Bien que se fondant sur une intention indéniablement louable, ce mode de scrutin n'a pas été sans poser des difficultés dans le fonctionnement quotidien de l'Assemblée de Corse. En effet, plutôt que de garantir ou de conforter le pluralisme politique de l'île, il a eu pour effet la multiplication, sans doute artificielle, de ces petites listes, et a ainsi contribué à un spectaculaire émiettement du spectre politique local.

Ainsi, sur la base d'un mode de scrutin inchangé depuis 1991, dix-neuf listes se sont présentées en 2004 pour siéger à l'Assemblée de Corse ; sept d'entre elles, ayant recueilli plus de 5 % des suffrages exprimés se sont maintenues, quatre autres, n'étant pas parvenues à franchir ce seuil, ont choisi de fusionner avec l'une des listes présentes au second tour. Sur la base de ces élections, les cinquante et un conseillers qui composent l'Assemblée de Corse ont pu former pas moins de dix groupes politiques différents, dont trois comptent seulement deux membres alors que le groupe numériquement le plus important n'en compte que seize.

Une telle fragmentation a des conséquences directes sur la bonne administration de la collectivité. Faute, le plus souvent, de majorités stables et cohérentes à l'issue des élections locales, les grandes décisions doivent être prises sur la base de majorités de circonstance, les difficultés à les réunir constituant autant d'encouragements à l'immobilisme.

Le fait d'être vue comme un terrain d'expérimentation institutionnelle permanente a sans doute porté préjudice à la Corse. C'est peut-être là une des raisons qui ont amené nos concitoyens corses à se prononcer contre le nouveau statut qui leur était soumis en 2003, lors d'une consultation locale. La réforme alors proposée du mode de scrutin pour l'Assemblée locale figure incontestablement au rang des victimes collatérales de cette consultation.
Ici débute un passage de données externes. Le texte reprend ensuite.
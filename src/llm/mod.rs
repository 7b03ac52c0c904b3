//! LLM 层：客户端抽象与实现（OpenAI 兼容 / Mock）

pub mod mock;
pub mod openai;
pub mod traits;

pub use mock::{ErrorChatClient, MockChatClient};
pub use openai::{OpenAiClient, TokenUsage};
pub use traits::{ChatClient, ChatOutcome, ChatRequest, LlmError, ToolSpec};

use std::sync::Arc;

use crate::config::AppConfig;

/// 根据配置与环境变量选择 LLM 后端（Groq / OpenAI 兼容端点 / Mock）
pub fn create_chat_client_from_config(cfg: &AppConfig) -> Arc<dyn ChatClient> {
    let provider = cfg.llm.provider.to_lowercase();
    let use_groq = provider == "groq" && std::env::var("GROQ_API_KEY").is_ok();
    let use_openai = std::env::var("OPENAI_API_KEY").is_ok() && provider != "groq";

    if use_groq {
        let model = cfg
            .llm
            .groq
            .model
            .clone()
            .unwrap_or_else(|| cfg.llm.model.clone());
        tracing::info!("Using Groq LLM ({})", model);
        Arc::new(OpenAiClient::new(
            Some(cfg.llm.groq.base_url.as_str()),
            &model,
            std::env::var("GROQ_API_KEY").ok().as_deref(),
        ))
    } else if use_openai {
        let model = cfg
            .llm
            .openai
            .model
            .clone()
            .unwrap_or_else(|| "gpt-4o-mini".to_string());
        let base = cfg.llm.base_url.as_deref();
        tracing::info!("Using OpenAI LLM ({})", model);
        Arc::new(OpenAiClient::new(
            base,
            &model,
            std::env::var("OPENAI_API_KEY").ok().as_deref(),
        ))
    } else {
        tracing::warn!("No API key set or provider unknown, using Mock LLM");
        Arc::new(MockChatClient::new())
    }
}
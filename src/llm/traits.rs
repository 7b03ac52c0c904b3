//! LLM 客户端抽象
//!
//! 所有后端（OpenAI 兼容 / Mock）实现 ChatClient：chat 接收消息列表与可选工具描述，
//! 返回纯文本回复或一组按序的工具调用请求。客户端进程内构造一次，
//! 以 Arc<dyn ChatClient> 在路由器与各专家之间共享。

use async_trait::async_trait;
use serde_json::Value;
use thiserror::Error;

use crate::memory::{Message, ToolCallRequest};

/// LLM 调用失败（网络、鉴权、限流等都折叠为 Request）
#[derive(Error, Debug, Clone)]
pub enum LlmError {
    #[error("request failed: {0}")]
    Request(String),

    #[error("completion returned no choices")]
    EmptyResponse,
}

/// 暴露给 provider 的工具描述：name / description / JSON Schema 参数。
/// 由 ToolRegistry::specs 从工具契约纯映射而来。
#[derive(Clone, Debug, PartialEq)]
pub struct ToolSpec {
    pub name: String,
    pub description: String,
    pub parameters: Value,
}

/// 一次完成请求：消息列表、工具描述与部署期固定的采样参数（model 由客户端持有）
#[derive(Clone, Debug)]
pub struct ChatRequest {
    pub messages: Vec<Message>,
    pub tools: Vec<ToolSpec>,
    pub temperature: f32,
    pub max_tokens: u32,
}

/// 完成结果：纯文本回复，或一组非空的工具调用请求（二者互斥）
#[derive(Clone, Debug)]
pub enum ChatOutcome {
    Text(String),
    ToolCalls(Vec<ToolCallRequest>),
}

/// LLM 客户端 trait
#[async_trait]
pub trait ChatClient: Send + Sync {
    async fn chat(&self, request: ChatRequest) -> Result<ChatOutcome, LlmError>;

    /// 获取累计 token 使用统计：(prompt_tokens, completion_tokens, total_tokens)
    /// 默认返回 (0, 0, 0)，具体实现可覆盖
    fn token_usage(&self) -> (u64, u64, u64) {
        (0, 0, 0)
    }
}
//! Agent 层：专家、路由分类器与编排器

pub mod orchestrator;
pub mod presets;
pub mod router;
pub mod specialist;

pub use orchestrator::{
    build_orchestrator, AgentInfo, AgentOrchestrator, OrchestratorResponse, RoutingMeta,
};
pub use presets::{billing_agent, order_agent, support_agent};
pub use router::{parse_routing_reply, RouterClassifier, RoutingDecision, DEFAULT_AGENT};
pub use specialist::{AgentResponse, ChatSettings, SpecialistAgent, ToolInvocation};
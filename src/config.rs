//! 应用配置：从 config/default.toml 与环境变量加载
//!
//! 加载顺序：先读 TOML 文件，再用环境变量 `DESKBEE__*` 覆盖
//! （双下划线表示嵌套，如 `DESKBEE__LLM__PROVIDER=openai`）。

use std::path::PathBuf;

use serde::Deserialize;

/// 应用配置根（对应 config/default.toml 的顶层）
#[derive(Debug, Clone, Deserialize)]
#[serde(default)]
pub struct AppConfig {
    #[serde(default)]
    pub app: AppSection,
    #[serde(default)]
    pub llm: LlmSection,
}

/// [app] 段：应用名
#[derive(Debug, Clone, Deserialize, Default)]
pub struct AppSection {
    pub name: Option<String>,
}

/// [llm] 段：后端选择与部署期固定的采样参数
#[derive(Debug, Clone, Deserialize)]
#[serde(default)]
pub struct LlmSection {
    /// 后端：groq / openai；优先级由 API Key 与 provider 共同决定
    pub provider: String,
    pub model: String,
    pub base_url: Option<String>,
    /// 专家 Agent 的采样温度（路由分类器固定用更低温度）
    pub temperature: f32,
    pub max_tokens: u32,
    pub openai: LlmOpenAiSection,
    pub groq: LlmGroqSection,
}

impl Default for LlmSection {
    fn default() -> Self {
        Self {
            provider: default_provider(),
            model: default_model(),
            base_url: None,
            temperature: default_temperature(),
            max_tokens: default_max_tokens(),
            openai: LlmOpenAiSection::default(),
            groq: LlmGroqSection::default(),
        }
    }
}

fn default_provider() -> String {
    "groq".to_string()
}

fn default_model() -> String {
    "llama-3.3-70b-versatile".to_string()
}

fn default_temperature() -> f32 {
    0.7
}

fn default_max_tokens() -> u32 {
    1000
}

#[derive(Debug, Clone, Deserialize, Default)]
pub struct LlmOpenAiSection {
    pub model: Option<String>,
}

/// [llm.groq] 段：Groq 走 OpenAI 兼容端点
#[derive(Debug, Clone, Deserialize)]
#[serde(default)]
pub struct LlmGroqSection {
    pub model: Option<String>,
    pub base_url: String,
}

impl Default for LlmGroqSection {
    fn default() -> Self {
        Self {
            model: None,
            base_url: "https://api.groq.com/openai/v1".to_string(),
        }
    }
}

impl Default for AppConfig {
    fn default() -> Self {
        Self {
            app: AppSection::default(),
            llm: LlmSection::default(),
        }
    }
}

/// 从 config 目录加载配置，环境变量 DESKBEE__* 可覆盖
///
/// 1. 按顺序查找 config/default.toml、../config/default.toml、default.toml，找到则作为第一源
/// 2. 若传入 config_path 且文件存在，则追加该文件（可覆盖前面的键）
/// 3. 最后叠加环境变量 DESKBEE__*（双下划线表示嵌套键）
pub fn load_config(config_path: Option<PathBuf>) -> Result<AppConfig, config::ConfigError> {
    let mut builder = config::Config::builder();

    let default_names = ["config/default", "../config/default", "default"];
    for name in default_names {
        let path = format!("{}.toml", name);
        if std::path::Path::new(&path).exists() {
            builder = builder.add_source(config::File::with_name(name).required(false));
            break;
        }
    }

    if let Some(ref path) = config_path {
        if path.exists() {
            builder = builder.add_source(config::File::from(path.clone()).required(false));
        }
    }

    builder = builder.add_source(
        config::Environment::with_prefix("DESKBEE")
            .separator("__")
            .try_parsing(true),
    );

    let c = builder.build()?;
    c.try_deserialize()
}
Cette réforme reste pourtant aujourd'hui nécessaire. Je retiendrai que c'est à l'occasion de l'examen d'un texte d'origine parlementaire que nous avons aujourd'hui ce débat. Mais il faut également souligner que, le 16 mars dernier, l'Assemblée de Corse elle-même a émis, par vingt-neuf voix contre deux, un avis favorable au texte adopté par le Sénat, même si un certain nombre de ses membres avaient quitté l'Assemblée, comme cela a été rappelé tout à l'heure.

Le texte dont nous discutons à présent propose de modifier à la marge le mode de scrutin. L'élection des membres de l'Assemblée de Corse continuera à prendre la forme d'un scrutin de liste à deux tours, mais la prime en sièges accordée à la liste ayant recueilli le plus de suffrages sera sensiblement augmentée. Afin de limiter aux seules listes véritablement représentatives l'accès au second tour du scrutin, il est également proposé de porter de 5 % à 7 % des suffrages exprimés le seuil permettant à une liste de se maintenir. Enfin, et alors qu'à l'heure actuelle toutes les listes, y compris celles ayant recueilli une part infime des suffrages, disposent de la possibilité de fusionner avec une liste présente au second tour, un seuil minimal serait fixé en deçà duquel aucune fusion ne saurait être admise.

Cette proposition de loi est également l'occasion d'introduire dans le code général des collectivités territoriales plusieurs aménagements d'ordre technique, permettant notamment de faciliter la constitution du Conseil exécutif de Corse, et qui font, je le crois, consensus entre nous.

Je tiens à rappeler ici l'attachement des parlementaires du Nouveau Centre au principe du pluralisme politique, condition essentielle de la vitalité du débat démocratique. Je souligne que si cette proposition de loi vise à faciliter la constitution de majorités claires à l'Assemblée de Corse, elle n'entravera nullement le pluralisme de l'île mais lui permettra au contraire de s'exprimer dans un cadre plus pérenne.